According to Obi, the gridlock has affected the business life of everyone making a living in Apapa whether port workers or non-port workers, but the worst hit are the agents and their importers, because they lose more resources more than others.
He said “every container carrying cargo going outside the port has a certain amount of container deposit on it. While 1x20ft containers pay #100,000 for containers going within Lagos environs and #200,00 for containers going outside Lagos environs, 1x40ft containers pay #200,000 and #400,000 respectively.
“If these containers were not returned after 21 days or 14 free days given by the various shipping companies, depending on which shipping company that owns the containers and the terms they gave, the importers will forfeit these deposits and even incur additional payment on the empty containers until it’s returned to the offloading bar at the Port.
“Because of the gridlock, trucks would load containers inside the port and it could take up to three or four days to come out of NPA gate and head to the already congested express road. On the way to the warehouse, the truck may likely spend additional two to three days before getting to the warehouse, and after offloading the cargo, the truck could spend clear three or four weeks on the line before it could enter the port to offload the container.
“With this time wasted returning the container, definitely, the deposit will erase and additional charges incurred. Many freight forwarders have lost huge sums of deposit money which would’ve served as their profits after delivering an importers goods. Within these three to four weeks on the line to offload the empty containers, truck drivers and their conductors go through gruesome period. They eat, bath and defacate on the expressway leading to the port. That’s why every road leading to Nigeria seaport is smelling”, Obi said.
While lamenting the hardship the gridlock is causing to port users, Obi said “both Custom officers, NPA staffs, relevant government agencies, agents and members of maritime workers union who own cars, cannot drive to the port with their cars because every entrance and exit point is blocked with trucks carrying empty containers trying to return the empties to the discharge point in the port or trucks loaded with containers going outside the port after completing the clearing formalities.
“The situation is made more complicated and worst by loaded or unloaded utility vehicles belonging to Dangote and Bua companies which litter every available space allover Apapa, thereby making vehicular movement of goods and services a herclean task.

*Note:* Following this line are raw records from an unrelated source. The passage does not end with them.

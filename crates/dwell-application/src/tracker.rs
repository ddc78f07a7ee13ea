//! Composition root.
//!
//! `UsageTracker` wires the store, collector, connectivity oracle, lifecycle
//! source and clock into the queue, history archive, dispatcher and
//! controller, and runs startup recovery before any session can open.

use crate::controller::{ControllerDeps, LifecycleController};
use crate::dispatcher::ReportDispatcher;
use crate::history::HistoryArchive;
use crate::queue::OfflineQueue;
use crate::recovery::{RecoveryOutcome, StaleSessionRecovery};
use crate::reporter::Reporter;
use anyhow::Context;
use dwell_core::clock::{Clock, MonotonicClock};
use dwell_core::config::TrackerConfig;
use dwell_core::error::Result;
use dwell_core::history::HistoryEntry;
use dwell_core::report::{ConnectivityOracle, UsageCollector};
use dwell_core::session::{AppLifecycleSource, DeviceMetadata};
use dwell_core::store::KeyValueStore;
use dwell_infrastructure::config_service::load_tracker_config;
use dwell_infrastructure::paths::DwellPaths;
use dwell_infrastructure::{HttpCollector, JsonFileStore};
use std::sync::Arc;
use tokio::task::JoinHandle;
use tokio_util::sync::CancellationToken;

/// External collaborators supplied by the host.
pub struct Collaborators {
    pub store: Arc<dyn KeyValueStore>,
    pub collector: Arc<dyn UsageCollector>,
    pub connectivity: Arc<dyn ConnectivityOracle>,
    pub lifecycle: Arc<dyn AppLifecycleSource>,
    pub clock: Arc<dyn Clock>,
    pub device: DeviceMetadata,
}

pub struct UsageTracker {
    controller: LifecycleController,
    history: Arc<HistoryArchive>,
    queue: Arc<OfflineQueue>,
    recovery: RecoveryOutcome,
    shutdown: CancellationToken,
    reconnect_watcher: Option<JoinHandle<()>>,
}

impl UsageTracker {
    /// Builds the tracker and runs the startup sequence: recovery of a
    /// stale session, then a replay of the offline queue.
    pub async fn start(config: TrackerConfig, collab: Collaborators) -> Result<Self> {
        config.validate()?;

        let queue = Arc::new(OfflineQueue::new(
            collab.store.clone(),
            &config.storage.queue_key,
        ));
        let history = Arc::new(HistoryArchive::new(
            collab.store.clone(),
            &config.storage.history_key,
            config.max_history,
        ));
        let reporter = Arc::new(Reporter::new(
            collab.collector.clone(),
            collab.connectivity.clone(),
            queue.clone(),
            config.request_timeout(),
        ));

        let recovery = StaleSessionRecovery::new(
            collab.store.clone(),
            &config.storage.session_key,
            reporter.clone(),
            history.clone(),
            config.foreground_recovery,
        )
        .run()
        .await;
        tracing::info!("[UsageTracker] Startup recovery: {:?}", recovery);

        if let Some(summary) = reporter.replay_queue().await {
            tracing::info!(
                "[UsageTracker] Startup replay: {} delivered, {} requeued",
                summary.delivered,
                summary.requeued
            );
        }

        let dispatcher = ReportDispatcher::spawn(
            reporter,
            collab.store.clone(),
            &config.storage.session_key,
        );

        let shutdown = CancellationToken::new();
        let reconnect_watcher = if config.replay_on_reconnect {
            spawn_reconnect_watcher(
                collab.connectivity.as_ref(),
                dispatcher.clone(),
                shutdown.clone(),
            )
        } else {
            None
        };

        let controller = LifecycleController::new(ControllerDeps {
            config,
            store: collab.store,
            lifecycle: collab.lifecycle,
            clock: collab.clock,
            history: history.clone(),
            dispatcher,
            device: collab.device,
        });

        Ok(Self {
            controller,
            history,
            queue,
            recovery,
            shutdown,
            reconnect_watcher,
        })
    }

    /// Starts with the file store under the platform data directory and the
    /// HTTP collector from `config.collector`.
    pub async fn start_default(
        config: TrackerConfig,
        connectivity: Arc<dyn ConnectivityOracle>,
        lifecycle: Arc<dyn AppLifecycleSource>,
        device: DeviceMetadata,
    ) -> anyhow::Result<Self> {
        let store_dir = DwellPaths::store_dir().context("Failed to resolve store directory")?;
        let collector = HttpCollector::new(&config.collector, config.request_timeout());

        let collab = Collaborators {
            store: Arc::new(JsonFileStore::new(store_dir)),
            collector: Arc::new(collector),
            connectivity,
            lifecycle,
            clock: Arc::new(MonotonicClock::new()),
            device,
        };

        Self::start(config, collab)
            .await
            .context("Failed to start usage tracker")
    }

    /// Loads `~/.config/dwell/config.toml` (defaults when absent) and
    /// starts with [`UsageTracker::start_default`].
    pub async fn start_from_config_file(
        connectivity: Arc<dyn ConnectivityOracle>,
        lifecycle: Arc<dyn AppLifecycleSource>,
        device: DeviceMetadata,
    ) -> anyhow::Result<Self> {
        let config = load_tracker_config(None).context("Failed to load tracker config")?;
        Self::start_default(config, connectivity, lifecycle, device).await
    }

    pub async fn login(&self, user_id: &str) -> Result<String> {
        self.controller.init(user_id).await
    }

    pub async fn logout(&self) -> Option<HistoryEntry> {
        self.controller.stop().await
    }

    pub fn controller(&self) -> &LifecycleController {
        &self.controller
    }

    pub fn history(&self) -> &Arc<HistoryArchive> {
        &self.history
    }

    pub fn queue(&self) -> &Arc<OfflineQueue> {
        &self.queue
    }

    /// What startup recovery did.
    pub fn recovery(&self) -> &RecoveryOutcome {
        &self.recovery
    }

    /// Stops the reconnect watcher and waits for pending reports. The open
    /// session, if any, stays persisted for the next start to recover.
    pub async fn shutdown(mut self) {
        self.shutdown.cancel();
        if let Some(watcher) = self.reconnect_watcher.take() {
            let _ = watcher.await;
        }
        self.controller.flush().await;
        tracing::info!("[UsageTracker] Shut down");
    }
}

impl Drop for UsageTracker {
    fn drop(&mut self) {
        self.shutdown.cancel();
    }
}

/// Replays the queue on every offline -> online edge.
fn spawn_reconnect_watcher(
    connectivity: &dyn ConnectivityOracle,
    dispatcher: ReportDispatcher,
    shutdown: CancellationToken,
) -> Option<JoinHandle<()>> {
    let mut reachable = connectivity.watch()?;

    Some(tokio::spawn(async move {
        let mut was_reachable = *reachable.borrow_and_update();
        loop {
            tokio::select! {
                _ = shutdown.cancelled() => break,
                changed = reachable.changed() => {
                    if changed.is_err() {
                        break;
                    }
                    let now_reachable = *reachable.borrow_and_update();
                    if now_reachable && !was_reachable {
                        tracing::info!("[UsageTracker] Connectivity restored; replaying queue");
                        dispatcher.replay();
                    }
                    was_reachable = now_reachable;
                }
            }
        }
    }))
}
//! Application layer for dwell.
//!
//! The session lifecycle engine: the controller state machine, its timers,
//! report delivery with the offline queue, startup recovery, the history
//! archive, and the `UsageTracker` composition root tying them together.

pub mod controller;
pub mod dispatcher;
pub mod history;
pub mod queue;
pub mod recovery;
pub mod reporter;
pub mod timer;
pub mod tracker;

#[cfg(test)]
mod test_support;

pub use controller::{ControllerDeps, LifecycleController};
pub use dispatcher::ReportDispatcher;
pub use history::HistoryArchive;
pub use queue::OfflineQueue;
pub use recovery::{RecoveryOutcome, StaleSessionRecovery};
pub use reporter::Reporter;
pub use tracker::{Collaborators, UsageTracker};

“We all know that the process of clearing goods in the port is not done in one place, but because of Apapa gridlock, many freight forwarders spend valuable working hours trekking from one place in Apapa to another, a situation made worst by the banning of motorcyclists and tricycles within Apapa environs by Lagos State government.
“To ameliorate the difficulties of coming to work at Apapa and going back, many freight forwarders and other port users out of necessity board boats plying the water ways leading to Badagry, Agbara, Iyana Oba, Ojo etc. Unfortunately, many passengers of these small boats have lost their life in boat mishaps because these boats are built with ordinary wood, not covered and if rain is falling, it falls on the passengers. The boats has no lights, and are driven with small touch lights in the night when most people are returning back to work and board the boats to avoid the heavy gridlock at Apapa- Oshodi and mile 2 axis.
“Some of the boys driving these makeshift boats are not trained, and some consume excessive hard drugs and alcohol before driving these boats. Between March 2019 till date, more than eighteen freight forwarders and other port users have lost their lives in this boat mishaps”, Obi recounted.